___ The data

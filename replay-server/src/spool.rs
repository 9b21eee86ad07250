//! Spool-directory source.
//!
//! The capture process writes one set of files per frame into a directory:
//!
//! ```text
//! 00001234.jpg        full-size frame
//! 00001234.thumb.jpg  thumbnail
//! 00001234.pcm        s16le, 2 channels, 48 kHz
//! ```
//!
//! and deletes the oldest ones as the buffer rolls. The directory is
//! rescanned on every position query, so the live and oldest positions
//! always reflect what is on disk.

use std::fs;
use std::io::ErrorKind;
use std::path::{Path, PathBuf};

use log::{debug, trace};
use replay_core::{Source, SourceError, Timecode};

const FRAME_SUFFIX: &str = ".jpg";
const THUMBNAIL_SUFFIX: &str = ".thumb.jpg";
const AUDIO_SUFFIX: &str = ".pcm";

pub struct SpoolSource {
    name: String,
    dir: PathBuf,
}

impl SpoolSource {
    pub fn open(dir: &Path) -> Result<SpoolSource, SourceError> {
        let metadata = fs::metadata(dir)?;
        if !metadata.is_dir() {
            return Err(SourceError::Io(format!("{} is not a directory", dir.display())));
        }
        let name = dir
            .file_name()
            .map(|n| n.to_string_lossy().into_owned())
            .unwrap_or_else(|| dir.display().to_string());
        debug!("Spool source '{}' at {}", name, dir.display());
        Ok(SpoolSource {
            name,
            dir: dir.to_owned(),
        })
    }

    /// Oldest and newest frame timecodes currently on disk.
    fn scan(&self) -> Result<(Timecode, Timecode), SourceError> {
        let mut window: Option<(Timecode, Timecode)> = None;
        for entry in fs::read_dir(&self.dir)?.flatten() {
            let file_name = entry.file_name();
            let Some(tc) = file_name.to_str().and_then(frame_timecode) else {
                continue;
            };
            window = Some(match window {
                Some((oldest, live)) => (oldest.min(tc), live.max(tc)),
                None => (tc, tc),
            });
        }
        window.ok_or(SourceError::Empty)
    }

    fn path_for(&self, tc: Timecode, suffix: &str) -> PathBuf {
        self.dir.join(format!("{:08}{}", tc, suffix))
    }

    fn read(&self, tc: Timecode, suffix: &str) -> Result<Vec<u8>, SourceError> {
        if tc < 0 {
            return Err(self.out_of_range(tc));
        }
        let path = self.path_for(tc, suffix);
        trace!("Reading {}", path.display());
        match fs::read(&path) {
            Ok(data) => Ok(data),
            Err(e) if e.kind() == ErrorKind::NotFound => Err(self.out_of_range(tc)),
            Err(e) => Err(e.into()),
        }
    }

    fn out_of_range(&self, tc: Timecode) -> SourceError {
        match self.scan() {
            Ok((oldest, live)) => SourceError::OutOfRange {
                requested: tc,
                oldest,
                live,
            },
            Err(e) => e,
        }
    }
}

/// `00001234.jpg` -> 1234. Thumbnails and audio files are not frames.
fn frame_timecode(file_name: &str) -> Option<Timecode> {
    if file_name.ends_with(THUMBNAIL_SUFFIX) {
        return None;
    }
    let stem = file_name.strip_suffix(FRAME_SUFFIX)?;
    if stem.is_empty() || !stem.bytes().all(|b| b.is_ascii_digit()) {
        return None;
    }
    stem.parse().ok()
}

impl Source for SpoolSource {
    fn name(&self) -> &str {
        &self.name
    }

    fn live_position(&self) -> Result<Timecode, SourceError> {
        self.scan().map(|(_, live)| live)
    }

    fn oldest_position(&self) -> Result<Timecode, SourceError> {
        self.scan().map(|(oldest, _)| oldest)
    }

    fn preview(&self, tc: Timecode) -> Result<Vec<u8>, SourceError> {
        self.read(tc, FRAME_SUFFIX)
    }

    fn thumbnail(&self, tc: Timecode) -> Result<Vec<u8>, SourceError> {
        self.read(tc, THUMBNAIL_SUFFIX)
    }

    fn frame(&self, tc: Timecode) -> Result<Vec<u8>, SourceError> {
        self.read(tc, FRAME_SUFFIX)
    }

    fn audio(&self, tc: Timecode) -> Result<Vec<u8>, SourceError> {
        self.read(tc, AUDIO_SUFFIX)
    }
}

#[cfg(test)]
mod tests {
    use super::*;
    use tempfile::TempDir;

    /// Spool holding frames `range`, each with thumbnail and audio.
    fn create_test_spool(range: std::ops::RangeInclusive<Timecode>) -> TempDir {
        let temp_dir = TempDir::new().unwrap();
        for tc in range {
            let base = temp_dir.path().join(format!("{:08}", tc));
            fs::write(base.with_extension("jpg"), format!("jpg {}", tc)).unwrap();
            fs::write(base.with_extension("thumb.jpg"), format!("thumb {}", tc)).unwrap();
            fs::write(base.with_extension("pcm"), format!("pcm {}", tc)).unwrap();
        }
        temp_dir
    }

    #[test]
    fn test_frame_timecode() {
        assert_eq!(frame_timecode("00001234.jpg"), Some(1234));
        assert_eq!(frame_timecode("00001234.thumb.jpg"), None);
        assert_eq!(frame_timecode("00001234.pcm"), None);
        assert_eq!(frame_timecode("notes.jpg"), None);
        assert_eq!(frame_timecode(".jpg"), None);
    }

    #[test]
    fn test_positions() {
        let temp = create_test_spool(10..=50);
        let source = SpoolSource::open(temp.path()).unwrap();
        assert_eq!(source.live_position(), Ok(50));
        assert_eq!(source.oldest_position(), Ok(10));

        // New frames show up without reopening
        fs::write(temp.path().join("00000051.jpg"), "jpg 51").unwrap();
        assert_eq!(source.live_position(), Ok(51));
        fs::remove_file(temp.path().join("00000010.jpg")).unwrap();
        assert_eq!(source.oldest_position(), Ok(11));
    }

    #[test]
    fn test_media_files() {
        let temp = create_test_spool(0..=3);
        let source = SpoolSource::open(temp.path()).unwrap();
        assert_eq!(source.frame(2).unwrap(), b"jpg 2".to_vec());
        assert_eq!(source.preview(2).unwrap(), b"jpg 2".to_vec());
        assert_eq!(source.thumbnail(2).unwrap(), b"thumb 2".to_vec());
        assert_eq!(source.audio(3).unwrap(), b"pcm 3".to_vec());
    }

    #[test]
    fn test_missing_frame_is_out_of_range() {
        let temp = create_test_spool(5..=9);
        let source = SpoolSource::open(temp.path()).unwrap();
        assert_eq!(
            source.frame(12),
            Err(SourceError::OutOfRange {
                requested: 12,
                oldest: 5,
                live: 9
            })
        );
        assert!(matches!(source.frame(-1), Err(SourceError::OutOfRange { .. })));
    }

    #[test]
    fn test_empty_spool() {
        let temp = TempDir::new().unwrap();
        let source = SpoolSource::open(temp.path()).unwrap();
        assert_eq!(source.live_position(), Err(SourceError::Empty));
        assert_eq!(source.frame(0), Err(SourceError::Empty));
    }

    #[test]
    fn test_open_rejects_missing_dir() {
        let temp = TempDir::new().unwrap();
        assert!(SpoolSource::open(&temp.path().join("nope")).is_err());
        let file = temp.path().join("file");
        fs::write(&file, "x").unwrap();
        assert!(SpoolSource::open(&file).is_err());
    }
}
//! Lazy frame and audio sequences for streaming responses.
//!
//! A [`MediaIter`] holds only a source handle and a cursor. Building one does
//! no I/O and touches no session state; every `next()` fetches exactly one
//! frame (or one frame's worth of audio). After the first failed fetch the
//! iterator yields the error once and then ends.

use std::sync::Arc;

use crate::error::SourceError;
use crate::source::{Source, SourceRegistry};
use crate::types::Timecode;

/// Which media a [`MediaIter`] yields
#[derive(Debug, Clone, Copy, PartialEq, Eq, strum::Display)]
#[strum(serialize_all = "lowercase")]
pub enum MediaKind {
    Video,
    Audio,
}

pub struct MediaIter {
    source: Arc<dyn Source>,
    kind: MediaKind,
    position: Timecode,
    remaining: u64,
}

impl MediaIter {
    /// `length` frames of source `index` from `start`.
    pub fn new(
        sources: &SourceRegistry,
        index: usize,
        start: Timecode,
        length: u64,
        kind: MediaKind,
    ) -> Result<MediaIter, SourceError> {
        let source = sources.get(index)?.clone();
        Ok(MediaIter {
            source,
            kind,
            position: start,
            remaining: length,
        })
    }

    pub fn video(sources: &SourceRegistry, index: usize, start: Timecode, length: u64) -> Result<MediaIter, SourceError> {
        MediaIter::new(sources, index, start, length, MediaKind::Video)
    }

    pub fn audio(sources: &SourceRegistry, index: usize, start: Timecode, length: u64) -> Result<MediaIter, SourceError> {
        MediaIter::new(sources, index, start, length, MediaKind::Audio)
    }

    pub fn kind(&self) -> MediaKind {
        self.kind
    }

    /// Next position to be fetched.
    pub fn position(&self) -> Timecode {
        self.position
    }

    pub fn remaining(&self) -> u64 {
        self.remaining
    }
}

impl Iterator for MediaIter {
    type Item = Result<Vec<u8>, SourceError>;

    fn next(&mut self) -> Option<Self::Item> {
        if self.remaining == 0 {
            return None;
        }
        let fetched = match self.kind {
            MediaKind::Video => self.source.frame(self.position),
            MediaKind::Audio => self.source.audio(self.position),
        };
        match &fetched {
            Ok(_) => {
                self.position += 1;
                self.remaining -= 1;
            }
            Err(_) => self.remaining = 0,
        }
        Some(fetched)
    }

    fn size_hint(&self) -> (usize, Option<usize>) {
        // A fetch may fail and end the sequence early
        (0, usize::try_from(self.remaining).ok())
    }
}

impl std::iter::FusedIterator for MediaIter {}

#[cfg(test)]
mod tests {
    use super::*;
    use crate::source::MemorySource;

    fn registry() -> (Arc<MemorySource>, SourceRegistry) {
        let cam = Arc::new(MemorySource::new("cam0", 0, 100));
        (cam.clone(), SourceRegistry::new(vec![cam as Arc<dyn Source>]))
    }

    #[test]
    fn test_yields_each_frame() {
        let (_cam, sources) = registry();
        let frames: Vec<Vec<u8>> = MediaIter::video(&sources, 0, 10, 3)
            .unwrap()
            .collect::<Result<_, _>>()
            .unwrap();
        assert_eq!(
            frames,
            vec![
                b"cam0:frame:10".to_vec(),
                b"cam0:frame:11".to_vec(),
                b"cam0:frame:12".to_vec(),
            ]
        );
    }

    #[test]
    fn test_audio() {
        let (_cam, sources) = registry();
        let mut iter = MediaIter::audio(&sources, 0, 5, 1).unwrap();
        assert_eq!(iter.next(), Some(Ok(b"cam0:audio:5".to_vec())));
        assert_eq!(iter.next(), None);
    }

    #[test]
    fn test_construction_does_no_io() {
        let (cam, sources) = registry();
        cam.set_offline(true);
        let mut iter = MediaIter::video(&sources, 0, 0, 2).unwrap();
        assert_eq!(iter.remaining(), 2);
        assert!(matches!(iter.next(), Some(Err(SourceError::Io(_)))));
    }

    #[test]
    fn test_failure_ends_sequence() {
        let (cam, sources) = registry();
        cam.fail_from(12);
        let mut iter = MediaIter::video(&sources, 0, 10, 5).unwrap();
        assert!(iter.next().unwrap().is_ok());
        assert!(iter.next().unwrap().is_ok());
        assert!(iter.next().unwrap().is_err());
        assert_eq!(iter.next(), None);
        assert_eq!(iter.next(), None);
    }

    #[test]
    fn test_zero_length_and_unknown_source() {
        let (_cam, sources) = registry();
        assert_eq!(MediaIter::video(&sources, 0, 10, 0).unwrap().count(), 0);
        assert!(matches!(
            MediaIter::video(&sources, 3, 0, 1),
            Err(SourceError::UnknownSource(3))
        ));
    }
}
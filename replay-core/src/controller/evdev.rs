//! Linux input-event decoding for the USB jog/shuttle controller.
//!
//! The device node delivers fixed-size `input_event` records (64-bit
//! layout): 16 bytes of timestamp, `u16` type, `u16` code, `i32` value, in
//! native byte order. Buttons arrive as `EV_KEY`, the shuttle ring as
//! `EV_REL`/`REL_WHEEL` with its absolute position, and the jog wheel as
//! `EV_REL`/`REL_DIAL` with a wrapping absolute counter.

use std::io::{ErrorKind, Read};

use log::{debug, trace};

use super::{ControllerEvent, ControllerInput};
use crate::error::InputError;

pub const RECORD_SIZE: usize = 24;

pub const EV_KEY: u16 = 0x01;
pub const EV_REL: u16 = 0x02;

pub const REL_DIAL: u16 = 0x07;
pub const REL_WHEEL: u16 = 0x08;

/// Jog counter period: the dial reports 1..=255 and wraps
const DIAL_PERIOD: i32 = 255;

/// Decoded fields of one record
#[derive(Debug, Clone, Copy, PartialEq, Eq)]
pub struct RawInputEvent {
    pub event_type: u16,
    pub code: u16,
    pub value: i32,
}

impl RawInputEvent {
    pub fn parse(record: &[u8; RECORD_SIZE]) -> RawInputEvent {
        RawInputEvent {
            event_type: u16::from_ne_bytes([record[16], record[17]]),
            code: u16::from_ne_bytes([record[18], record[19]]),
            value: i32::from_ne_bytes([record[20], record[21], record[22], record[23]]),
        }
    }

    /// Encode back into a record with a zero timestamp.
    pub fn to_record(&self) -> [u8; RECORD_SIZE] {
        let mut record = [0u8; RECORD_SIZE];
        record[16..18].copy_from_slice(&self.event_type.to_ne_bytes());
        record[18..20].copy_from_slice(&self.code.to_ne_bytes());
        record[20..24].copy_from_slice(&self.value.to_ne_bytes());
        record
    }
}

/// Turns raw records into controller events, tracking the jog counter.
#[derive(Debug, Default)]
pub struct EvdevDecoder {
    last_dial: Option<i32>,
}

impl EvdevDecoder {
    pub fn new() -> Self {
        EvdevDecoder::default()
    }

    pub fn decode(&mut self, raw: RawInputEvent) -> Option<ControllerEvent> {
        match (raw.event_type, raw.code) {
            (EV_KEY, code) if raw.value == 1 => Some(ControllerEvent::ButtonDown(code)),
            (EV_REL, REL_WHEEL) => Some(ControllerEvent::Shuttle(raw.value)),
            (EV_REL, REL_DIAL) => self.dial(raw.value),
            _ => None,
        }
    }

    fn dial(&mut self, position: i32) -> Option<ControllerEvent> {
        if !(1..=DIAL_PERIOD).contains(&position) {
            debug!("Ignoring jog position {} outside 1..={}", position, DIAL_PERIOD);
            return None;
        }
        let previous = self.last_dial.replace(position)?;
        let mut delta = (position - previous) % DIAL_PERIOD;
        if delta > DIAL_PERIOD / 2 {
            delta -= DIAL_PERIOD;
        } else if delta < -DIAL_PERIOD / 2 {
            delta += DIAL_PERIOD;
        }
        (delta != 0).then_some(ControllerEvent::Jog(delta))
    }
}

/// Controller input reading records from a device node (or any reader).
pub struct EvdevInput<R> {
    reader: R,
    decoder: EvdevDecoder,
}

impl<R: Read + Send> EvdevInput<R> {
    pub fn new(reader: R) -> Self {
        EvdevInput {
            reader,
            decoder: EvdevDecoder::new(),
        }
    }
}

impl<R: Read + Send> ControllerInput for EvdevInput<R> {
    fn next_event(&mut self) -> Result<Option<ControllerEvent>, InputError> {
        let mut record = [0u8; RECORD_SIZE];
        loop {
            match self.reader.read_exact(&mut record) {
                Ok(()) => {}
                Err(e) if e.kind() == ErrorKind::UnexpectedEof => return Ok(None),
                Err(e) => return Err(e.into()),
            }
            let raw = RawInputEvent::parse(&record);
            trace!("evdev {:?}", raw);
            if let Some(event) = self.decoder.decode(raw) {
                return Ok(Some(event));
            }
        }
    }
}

______

Reproduce the lines from the one with "if let Some(event)" to the end of the data exactly, leaving out every earlier line.

            if let Some(event) = self.decoder.decode(raw) {
                return Ok(Some(event));
            }
        }
    }
}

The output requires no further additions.